(Stored items)

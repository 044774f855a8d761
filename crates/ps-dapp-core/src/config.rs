use alloy_primitives::Address;
use ps_chain_adoption::{DEFAULT_ADOPTION_ADDRESS, DEFAULT_GAS_LIMIT, NetworkConfig, ReceiptPolling};
use serde::{Deserialize, Serialize};

/// Runtime settings. Every field has a default, so a partial JSON override
/// only needs the keys it changes.
#[derive(Debug, Clone, Serialize, Deserialize, PartialEq, Eq)]
#[serde(default)]
pub struct DappConfig {
    pub network: NetworkConfig,
    pub contract_address: Address,
    pub gas_limit: u64,
    /// Pause after a chain switch so the wallet can finish applying it.
    pub network_settle_ms: u32,
    pub receipt_poll_interval_ms: u32,
    pub receipt_poll_attempts: u32,
}

impl Default for DappConfig {
    fn default() -> Self {
        let polling = ReceiptPolling::default();
        Self {
            network: NetworkConfig::sepolia(),
            contract_address: DEFAULT_ADOPTION_ADDRESS,
            gas_limit: DEFAULT_GAS_LIMIT,
            network_settle_ms: 1_000,
            receipt_poll_interval_ms: polling.interval_ms,
            receipt_poll_attempts: polling.attempts,
        }
    }
}

impl DappConfig {
    pub fn from_json(raw: &str) -> Result<Self, serde_json::Error> {
        serde_json::from_str(raw)
    }

    pub fn receipt_polling(&self) -> ReceiptPolling {
        ReceiptPolling {
            interval_ms: self.receipt_poll_interval_ms,
            attempts: self.receipt_poll_attempts,
        }
    }
}

#[cfg(test)]
mod tests {
    use super::*;
    use ps_api_types::ChainId;

    #[test]
    fn defaults_target_sepolia() {
        let config = DappConfig::default();
        assert_eq!(config.network.chain_id, ChainId(0xaa36a7));
        assert_eq!(config.network.chain_name, "Sepolia Testnet");
        assert_eq!(config.gas_limit, 300_000);
        assert_eq!(config.contract_address, DEFAULT_ADOPTION_ADDRESS);
    }

    #[test]
    fn partial_override_keeps_defaults() -> anyhow::Result<()> {
        let config = DappConfig::from_json(
            r#"{
                "contract_address": "0x000000000000000000000000000000000000beef",
                "network": { "chain_name": "Local" }
            }"#,
        )?;
        assert_eq!(
            config.contract_address,
            "0x000000000000000000000000000000000000beef".parse::<Address>()?
        );
        assert_eq!(config.network.chain_name, "Local");
        assert_eq!(config.network.chain_id, ChainId(0xaa36a7));
        assert_eq!(config.network_settle_ms, 1_000);
        Ok(())
    }

    #[test]
    fn malformed_override_is_rejected() {
        assert!(DappConfig::from_json("{ not json").is_err());
    }
}
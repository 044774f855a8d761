//! [`AdoptionView`] over the real page.

use crate::dom::{self, Elements};
use alloy_primitives::Address;
use gloo_utils::window;
use ps_api_types::{Pet, PetId, short_address};
use ps_dapp_core::AdoptionView;
use tracing::warn;

const PLACEHOLDER_IMAGE: &str = "https://via.placeholder.com/400x300.png?text=Pet+";

pub struct PageView {
    els: Elements,
}

impl PageView {
    pub fn new(els: Elements) -> Self {
        Self { els }
    }
}

fn card_html(id: PetId, pet: &Pet) -> String {
    let index = id.index();
    format!(
        r#"<img class="pet-image" src="images/pet-{index}.jpeg" alt="{name}" onerror="this.src='{PLACEHOLDER_IMAGE}{number}'">
<div class="pet-name">{name}</div>
<div class="pet-breed">{breed}</div>
<div class="pet-age">Approx. Age: {age}</div>
<div class="adopter-info" data-adopter-id="{index}"></div>
<button class="adopt-btn" data-id="{index}"></button>"#,
        name = pet.name,
        breed = pet.breed,
        age = pet.age,
        number = index + 1,
    )
}

impl AdoptionView for PageView {
    fn clear_catalog(&self) {
        self.els.pets_row.set_inner_html("");
    }

    fn append_card(&self, id: PetId, pet: &Pet) {
        let card = match dom::create("div", "pet-card") {
            Ok(card) => card,
            Err(err) => {
                warn!(pet = id.index(), ?err, "could not create pet card");
                return;
            }
        };
        card.set_inner_html(&card_html(id, pet));
        if let Err(err) = self.els.pets_row.append_child(&card) {
            warn!(pet = id.index(), ?err, "could not attach pet card");
        }
    }

    fn show_account(&self, text: Option<&str>) {
        dom::set_text(&self.els.account_display, text.unwrap_or_default());
    }

    fn set_connect_button(&self, label: &str, enabled: bool) {
        dom::set_button(&self.els.connect_button, label, enabled);
    }

    fn set_adopt_button(&self, id: PetId, label: &str, enabled: bool) {
        if let Some(btn) = dom::adopt_button(id.index()) {
            dom::set_button(&btn, label, enabled);
        }
    }

    fn set_adopter_info(&self, id: PetId, adopter: Option<Address>) {
        let Some(info) = dom::adopter_info(id.index()) else {
            return;
        };
        match adopter {
            Some(adopter) => {
                let full = adopter.to_string();
                let short = short_address(&full);
                info.set_inner_html(&format!(
                    r#"<div class="adopted-by">Claimed by: <span class="wallet-address-small">{short}</span></div>"#
                ));
                if let Err(err) = info.set_attribute("title", &full) {
                    warn!(pet = id.index(), ?err, "could not set adopter title");
                }
            }
            None => {
                info.set_inner_html("");
                if let Err(err) = info.remove_attribute("title") {
                    warn!(pet = id.index(), ?err, "could not clear adopter title");
                }
            }
        }
    }

    fn alert(&self, message: &str) {
        if let Err(err) = window().alert_with_message(message) {
            warn!(?err, "alert failed");
        }
    }

    fn confirm(&self, message: &str) -> bool {
        window().confirm_with_message(message).unwrap_or(false)
    }
}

The problem — Word for word, transcribe all of the entries shown above.

Written solution —
repository 044774f855a8d761
filename crates/ps-dapp-core/src/config.rs
use alloy_primitives::Address;
use ps_chain_adoption::{DEFAULT_ADOPTION_ADDRESS, DEFAULT_GAS_LIMIT, NetworkConfig, ReceiptPolling};
use serde::{Deserialize, Serialize};

/// Runtime settings. Every field has a default, so a partial JSON override
/// only needs the keys it changes.
#[derive(Debug, Clone, Serialize, Deserialize, PartialEq, Eq)]
#[serde(default)]
pub struct DappConfig {
    pub network: NetworkConfig,
    pub contract_address: Address,
    pub gas_limit: u64,
    /// Pause after a chain switch so the wallet can finish applying it.
    pub network_settle_ms: u32,
    pub receipt_poll_interval_ms: u32,
    pub receipt_poll_attempts: u32,
}

impl Default for DappConfig {
    fn default() -> Self {
        let polling = ReceiptPolling::default();
        Self {
            network: NetworkConfig::sepolia(),
            contract_address: DEFAULT_ADOPTION_ADDRESS,
            gas_limit: DEFAULT_GAS_LIMIT,
            network_settle_ms: 1_000,
            receipt_poll_interval_ms: polling.interval_ms,
            receipt_poll_attempts: polling.attempts,
        }
    }
}

impl DappConfig {
    pub fn from_json(raw: &str) -> Result<Self, serde_json::Error> {
        serde_json::from_str(raw)
    }

    pub fn receipt_polling(&self) -> ReceiptPolling {
        ReceiptPolling {
            interval_ms: self.receipt_poll_interval_ms,
            attempts: self.receipt_poll_attempts,
        }
    }
}

#[cfg(test)]
mod tests {
    use super::*;
    use ps_api_types::ChainId;

    #[test]
    fn defaults_target_sepolia() {
        let config = DappConfig::default();
        assert_eq!(config.network.chain_id, ChainId(0xaa36a7));
        assert_eq!(config.network.chain_name, "Sepolia Testnet");
        assert_eq!(config.gas_limit, 300_000);
        assert_eq!(config.contract_address, DEFAULT_ADOPTION_ADDRESS);
    }

    #[test]
    fn partial_override_keeps_defaults() -> anyhow::Result<()> {
        let config = DappConfig::from_json(
            r#"{
                "contract_address": "0x000000000000000000000000000000000000beef",
                "network": { "chain_name": "Local" }
            }"#,
        )?;
        assert_eq!(
            config.contract_address,
            "0x000000000000000000000000000000000000beef".parse::<Address>()?
        );
        assert_eq!(config.network.chain_name, "Local");
        assert_eq!(config.network.chain_id, ChainId(0xaa36a7));
        assert_eq!(config.network_settle_ms, 1_000);
        Ok(())
    }

    #[test]
    fn malformed_override_is_rejected() {
        assert!(DappConfig::from_json("{ not json").is_err());
    }
}
repository 044774f855a8d761
//! [`AdoptionView`] over the real page.

use crate::dom::{self, Elements};
use alloy_primitives::Address;
use gloo_utils::window;
use ps_api_types::{Pet, PetId, short_address};
use ps_dapp_core::AdoptionView;
use tracing::warn;

const PLACEHOLDER_IMAGE: &str = "https://via.placeholder.com/400x300.png?text=Pet+";

pub struct PageView {
    els: Elements,
}

impl PageView {
    pub fn new(els: Elements) -> Self {
        Self { els }
    }
}

fn card_html(id: PetId, pet: &Pet) -> String {
    let index = id.index();
    format!(
        r#"<img class="pet-image" src="images/pet-{index}.jpeg" alt="{name}" onerror="this.src='{PLACEHOLDER_IMAGE}{number}'">
<div class="pet-name">{name}</div>
<div class="pet-breed">{breed}</div>
<div class="pet-age">Approx. Age: {age}</div>
<div class="adopter-info" data-adopter-id="{index}"></div>
<button class="adopt-btn" data-id="{index}"></button>"#,
        name = pet.name,
        breed = pet.breed,
        age = pet.age,
        number = index + 1,
    )
}

impl AdoptionView for PageView {
    fn clear_catalog(&self) {
        self.els.pets_row.set_inner_html("");
    }

    fn append_card(&self, id: PetId, pet: &Pet) {
        let card = match dom::create("div", "pet-card") {
            Ok(card) => card,
            Err(err) => {
                warn!(pet = id.index(), ?err, "could not create pet card");
                return;
            }
        };
        card.set_inner_html(&card_html(id, pet));
        if let Err(err) = self.els.pets_row.append_child(&card) {
            warn!(pet = id.index(), ?err, "could not attach pet card");
        }
    }

    fn show_account(&self, text: Option<&str>) {
        dom::set_text(&self.els.account_display, text.unwrap_or_default());
    }

    fn set_connect_button(&self, label: &str, enabled: bool) {
        dom::set_button(&self.els.connect_button, label, enabled);
    }

    fn set_adopt_button(&self, id: PetId, label: &str, enabled: bool) {
        if let Some(btn) = dom::adopt_button(id.index()) {
            dom::set_button(&btn, label, enabled);
        }
    }

    fn set_adopter_info(&self, id: PetId, adopter: Option<Address>) {
        let Some(info) = dom::adopter_info(id.index()) else {
            return;
        };
        match adopter {
            Some(adopter) => {
                let full = adopter.to_string();
                let short = short_address(&full);
                info.set_inner_html(&format!(
                    r#"<div class="adopted-by">Claimed by: <span class="wallet-address-small">{short}</span></div>"#
                ));
                if let Err(err) = info.set_attribute("title", &full) {
                    warn!(pet = id.index(), ?err, "could not set adopter title");
                }
            }
            None => {
                info.set_inner_html("");
                if let Err(err) = info.remove_attribute("title") {
                    warn!(pet = id.index(), ?err, "could not clear adopter title");
                }
            }
        }
    }

    fn alert(&self, message: &str) {
        if let Err(err) = window().alert_with_message(message) {
            warn!(?err, "alert failed");
        }
    }

    fn confirm(&self, message: &str) -> bool {
        window().confirm_with_message(message).unwrap_or(false)
    }
}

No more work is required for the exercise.